Mais il y a pire. Les journalistes, nouveaux clercs qui se veulent les faiseurs d’opinion, orchestrés en sous-main par les clubs de réflexion – pensons au Siècle ou à Terra Nova – avaient depuis la fin du règne de Mitterrand réussi à imposer leur choix aux électeurs. Or aujourd’hui le peuple vote presque systématiquement contre leurs poulains. Hillary Clinton l’a appris à ses dépens : les péquenauds du Montana ou de l’Oklahoma ont aussi une vision du monde, bien différente de celle des politiciens, des hommes d’affaire et des universitaires de la côte est, mais aussi consciente et respectable. On ne persuadera plus les électeurs de Trump de se laisser guider par les esprits « éclairés » d’une pincée de grandes villes. Même rejet en France des candidats imposés – voire imposables, sans jeu de mots – tant à « droite » qu’à « gauche » : la presse roulait pour Juppé, les « militants de base » ont imposé Fillon ; à gauche, Valls semblait le seul sérieux face à des trublions sans envergure, la base a imposé Hamon. Et aujourd’hui, malgré le déchaînement des médias, Fillon reste debout et Hamon ne s’est pas démis en faveur de Macron comme on l’y invitait. L’inconscient collectif, soumis à trop de manipulations, a-t-il fini par générer des anticorps psychiques ?

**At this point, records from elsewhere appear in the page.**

//! Zero-copy views: permute, slice, range selection and reshape.
//!
//! Every function here returns an [`NdArray`] that shares the receiver's
//! buffer. The only exception is [`NdArray::reshape_or_copy`], which copies
//! when (and only when) the caller opts in.

use crate::dtype::Element;
use crate::error::{CoreError, Result};
use crate::layout::{Order, DEFAULT_ORDER};

use super::NdArray;

/// A range specification for one axis when taking a view.
///
/// Mirrors the `start:stop:step` slice notation; `stop` is exclusive.
#[derive(Debug, Clone, Copy, PartialEq, Eq)]
pub struct SliceRange {
    pub start: usize,
    pub stop: usize,
    pub step: usize,
}

impl SliceRange {
    #[allow(clippy::similar_names)]
    pub fn new(start: usize, stop: usize, step: usize) -> Self {
        Self { start, stop, step }
    }

    /// Shorthand for `start..stop` with step 1.
    pub fn range(start: usize, stop: usize) -> Self {
        Self::new(start, stop, 1)
    }

    /// Select the full extent of an axis of length `len`.
    pub fn full(len: usize) -> Self {
        Self::new(0, len, 1)
    }

    /// The number of positions this range selects.
    pub fn len(&self) -> usize {
        if self.stop <= self.start || self.step == 0 {
            0
        } else {
            (self.stop - self.start).div_ceil(self.step)
        }
    }

    pub fn is_empty(&self) -> bool {
        self.len() == 0
    }
}

impl<T: Element> NdArray<T> {
    /// A view restricted to one [`SliceRange`] per dimension.
    ///
    /// ```
    /// # use tessera_core::array::{NdArray, SliceRange};
    /// let a = NdArray::from_vec((0..12).collect(), vec![3, 4]).unwrap();
    /// let v = a.get_view(&[SliceRange::range(1, 3), SliceRange::new(0, 4, 2)]).unwrap();
    /// assert_eq!(v.to_vec(), vec![4, 6, 8, 10]);
    /// assert!(v.shares_buffer(&a));
    /// ```
    pub fn get_view(&self, ranges: &[SliceRange]) -> Result<Self> {
        if ranges.len() != self.ndim() {
            return Err(CoreError::InvalidArgument {
                reason: "number of slice ranges must match array rank",
            });
        }
        let mut layout = self.layout.clone();
        for (d, r) in ranges.iter().enumerate() {
            if r.stop > self.shape()[d] {
                return Err(CoreError::IndexOutOfBounds {
                    index: vec![r.stop],
                    shape: self.shape().to_vec(),
                });
            }
            layout = layout.select_range(d, r.start.min(r.stop), r.len(), r.step)?;
        }
        Ok(self.view_unchecked(layout))
    }

    /// Reverse all dimensions. A 2-D array becomes its matrix transpose.
    pub fn transpose(&self) -> Self {
        self.view_unchecked(self.layout.transpose())
    }

    /// Reorder dimensions: dimension `i` of the result is `perm[i]` of `self`.
    pub fn permute(&self, perm: &[usize]) -> Result<Self> {
        Ok(self.view_unchecked(self.layout.permute(perm)?))
    }

    /// Fix dimension `dim` at `index`, dropping that dimension.
    pub fn select(&self, dim: usize, index: usize) -> Result<Self> {
        Ok(self.view_unchecked(self.layout.slice_dim(dim, index)?))
    }

    /// Keep `length` positions of `dim` starting at `start`, `step` apart.
    pub fn select_range(&self, dim: usize, start: usize, length: usize, step: usize) -> Result<Self> {
        Ok(self.view_unchecked(self.layout.select_range(dim, start, length, step)?))
    }

    /// Row `i` of a 2-D array.
    pub fn row(&self, i: usize) -> Result<Self> {
        self.require_matrix()?;
        self.select(0, i)
    }

    /// Column `j` of a 2-D array.
    pub fn column(&self, j: usize) -> Result<Self> {
        self.require_matrix()?;
        self.select(1, j)
    }

    /// The `rows x cols` block whose top-left corner is `(r0, c0)`.
    pub fn submatrix(&self, r0: usize, c0: usize, rows: usize, cols: usize) -> Result<Self> {
        self.require_matrix()?;
        let layout = self
            .layout
            .select_range(0, r0, rows, 1)?
            .select_range(1, c0, cols, 1)?;
        Ok(self.view_unchecked(layout))
    }

    /// The main diagonal of a 2-D array.
    pub fn diagonal(&self) -> Result<Self> {
        Ok(self.view_unchecked(self.layout.diagonal()?))
    }

    /// Read-only style view stretched to `shape`; broadcast dimensions have
    /// stride zero, so a write through them lands on every repeated element.
    pub fn broadcast_to(&self, shape: &[usize]) -> Result<Self> {
        Ok(self.view_unchecked(self.layout.broadcast_to(shape)?))
    }

    /// Reinterpret the row-major element sequence with a new shape.
    ///
    /// Never copies: a non-contiguous receiver yields
    /// [`CoreError::IllegalReshape`]. Use [`reshape_or_copy`](Self::reshape_or_copy)
    /// to opt into a copy.
    pub fn reshape(&self, shape: &[usize]) -> Result<Self> {
        self.reshape_with_order(shape, DEFAULT_ORDER)
    }

    /// Reshape reading elements in `order`. Zero-copy or
    /// [`CoreError::IllegalReshape`].
    pub fn reshape_with_order(&self, shape: &[usize], order: Order) -> Result<Self> {
        Ok(self.view_unchecked(self.layout.reshape(shape, order)?))
    }

    /// Reshape, copying into a fresh row-major buffer when the receiver is not
    /// row-major contiguous.
    pub fn reshape_or_copy(&self, shape: &[usize]) -> Result<Self> {
        match self.reshape(shape) {
            Err(CoreError::IllegalReshape { .. }) => self.copy().reshape(shape),
            other => other,
        }
    }

    /// Flatten to one dimension without copying.
    pub fn ravel(&self) -> Result<Self> {
        self.reshape(&[self.size()])
    }

    fn require_matrix(&self) -> Result<()> {
        if self.ndim() != 2 {
            return Err(CoreError::InvalidArgument {
                reason: "operation requires a 2-D array",
            });
        }
        Ok(())
    }
}
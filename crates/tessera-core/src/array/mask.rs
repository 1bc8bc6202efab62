//! Boolean selection: pick between two arrays, or overwrite and extract the
//! elements a mask marks.
//!
//! Masks must have exactly the shape of the array they apply to; there is no
//! broadcasting here.

use crate::dtype::Element;
use crate::error::{CoreError, Result};

use super::NdArray;

fn check_same_shape<T: Element, U: Element>(a: &NdArray<T>, b: &NdArray<U>) -> Result<()> {
    if a.shape() != b.shape() {
        return Err(CoreError::ShapeMismatch {
            expected: a.shape().to_vec(),
            got: b.shape().to_vec(),
        });
    }
    Ok(())
}

impl<T: Element> NdArray<T> {
    /// Element-wise choice: `if_true` where `cond` holds, else `if_false`.
    ///
    /// ```
    /// # use tessera_core::array::NdArray;
    /// let cond = NdArray::from_vec(vec![true, false, true], vec![3]).unwrap();
    /// let x = NdArray::from_vec(vec![1, 2, 3], vec![3]).unwrap();
    /// let y = NdArray::from_vec(vec![-1, -2, -3], vec![3]).unwrap();
    /// assert_eq!(NdArray::choose(&cond, &x, &y).unwrap().to_vec(), vec![1, -2, 3]);
    /// ```
    pub fn choose(cond: &NdArray<bool>, if_true: &NdArray<T>, if_false: &NdArray<T>) -> Result<Self> {
        check_same_shape(cond, if_true)?;
        check_same_shape(cond, if_false)?;
        let data = cond
            .iter()
            .zip(if_true.iter().zip(if_false.iter()))
            .map(|(c, (t, f))| if c { t } else { f })
            .collect();
        Ok(NdArray::from_contiguous(data, cond.shape().to_vec()))
    }

    /// A copy of `self` with the masked elements replaced by `values`.
    pub fn masked(&self, mask: &NdArray<bool>, values: &NdArray<T>) -> Result<Self> {
        let out = self.copy();
        out.put_mask(mask, values)?;
        Ok(out)
    }

    /// Overwrite the masked elements of `self` with the matching `values`.
    pub fn put_mask(&self, mask: &NdArray<bool>, values: &NdArray<T>) -> Result<()> {
        check_same_shape(self, mask)?;
        check_same_shape(self, values)?;
        let mut replacements = mask.to_vec().into_iter().zip(values.to_vec());
        self.apply(|v| match replacements.next() {
            Some((true, r)) => r,
            _ => v,
        });
        Ok(())
    }

    /// The masked elements in row-major order, as a fresh 1-D array.
    pub fn compress(&self, mask: &NdArray<bool>) -> Result<Self> {
        check_same_shape(self, mask)?;
        let data: Vec<T> = self
            .iter()
            .zip(mask.iter())
            .filter_map(|(v, keep)| keep.then_some(v))
            .collect();
        let len = data.len();
        Ok(NdArray::from_contiguous(data, vec![len]))
    }
}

L’argumentaire utilisé contre Trump et contre Hamon est à peu près le même : le manque d’expérience politique et de crédibilité. Comme ils s’éloignent du consensus de la côte est ou de Saint-Germain-des-Prés, ils ne peuvent être que de naïfs utopistes, chacun dans son genre ! Celui qu’on développe contre Fillon pose d’autres questions. Sous couleur de morale jamais explicitée, on fait appel à l’une des plus basses passions humaines, l’envie, la jalousie. L’accusation d’avoir volé l’argent des contribuables se fonde, sur les réseaux sociaux, sur la disparité du salaire versé à une attachée parlementaire et de celui que touche par exemple une infirmière. Que cette disparité choque et pose question, soit – mais on ne peut accuser un homme, quel qu’il soit, d’avoir utilisé les moyens légaux mis à sa disposition dans le budget de l’État. La conclusion logique devrait être qu’il faut revoir le système de rémunération des élus, au lieu de quoi l’on fait crier « haro » sur un baudet dont le principal tort est de ne pas avoir été choisi par d’autres que les électeurs. Et je le dis avec d’autant plus de sérénité que je ne suis pas fillonniste.